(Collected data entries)

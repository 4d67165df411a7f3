//! batmand - B.A.T.M.A.N. mesh routing daemon
//!
//! Loads a JSON configuration, binds the UDP transport on every configured
//! interface and runs the routing loop until Ctrl-C. Route mutations and
//! tunnel sessions are logged rather than applied to the kernel.

use anyhow::{Context, Result};
use batmand::api::{config_exists, default_config, load_config, save_config, DaemonBuilder};
use batmand::network::UdpTransport;
use clap::Parser;
use std::path::PathBuf;
use tracing::{info, warn};
use tracing_subscriber::EnvFilter;

/// B.A.T.M.A.N. mesh routing daemon
#[derive(Parser, Debug)]
#[command(author, version, about, long_about = None)]
struct Args {
    /// Configuration file (JSON)
    #[arg(short, long, default_value = "batmand.json")]
    config: PathBuf,

    /// Debug level: 0 warn, 1 info, 2 debug, 3 debug with originator dumps, 4 trace
    #[arg(short, long, default_value_t = 1, value_parser = clap::value_parser!(u8).range(0..=4))]
    debug: u8,

    /// Validate the configuration, print it and exit
    #[arg(long)]
    dry_run: bool,

    /// Write a default configuration to the config path if none exists, then exit
    #[arg(long)]
    init: bool,
}

fn env_filter(debug: u8) -> EnvFilter {
    if let Ok(filter) = EnvFilter::try_from_default_env() {
        return filter;
    }
    let directive = match debug {
        0 => "batmand=warn",
        1 => "batmand=info",
        2 => "batmand=debug,batmand::routing::state=info",
        3 => "batmand=debug",
        _ => "batmand=trace",
    };
    EnvFilter::new(directive)
}

#[tokio::main]
async fn main() -> Result<()> {
    let args = Args::parse();

    tracing_subscriber::fmt()
        .with_env_filter(env_filter(args.debug))
        .with_target(args.debug >= 3)
        .with_thread_ids(false)
        .with_file(false)
        .with_line_number(false)
        .init();

    if args.init && !config_exists(&args.config) {
        save_config(&args.config, &default_config())
            .with_context(|| format!("Failed to write {}", args.config.display()))?;
        println!(
            "Wrote {}; add at least one interface and start again.",
            args.config.display()
        );
        return Ok(());
    }

    let config = load_config(&args.config)
        .with_context(|| format!("Failed to load {}", args.config.display()))?;

    if args.dry_run {
        let rendered =
            serde_json::to_string_pretty(&config).context("Failed to render configuration")?;
        println!("{}", rendered);
        return Ok(());
    }

    let transport = UdpTransport::bind(&config.batman_interfaces(), config.port)
        .await
        .context("Failed to bind UDP transport")?;
    let mut daemon = DaemonBuilder::new(config)
        .build(transport)
        .context("Failed to create daemon")?;

    let handle = daemon.handle();
    tokio::spawn(async move {
        match tokio::signal::ctrl_c().await {
            Ok(()) => info!("interrupt received"),
            Err(e) => warn!(error = %e, "cannot listen for Ctrl-C, stopping"),
        }
        handle.request_shutdown();
    });

    daemon.run().await.context("Daemon failed")?;
    info!("stopped");
    Ok(())
}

# Task objective
Every line of the entries that includes "DaemonBuilder" must be copied into the answer.

# Result for this task
use batmand::api::{config_exists, default_config, load_config, save_config, DaemonBuilder};
    let mut daemon = DaemonBuilder::new(config)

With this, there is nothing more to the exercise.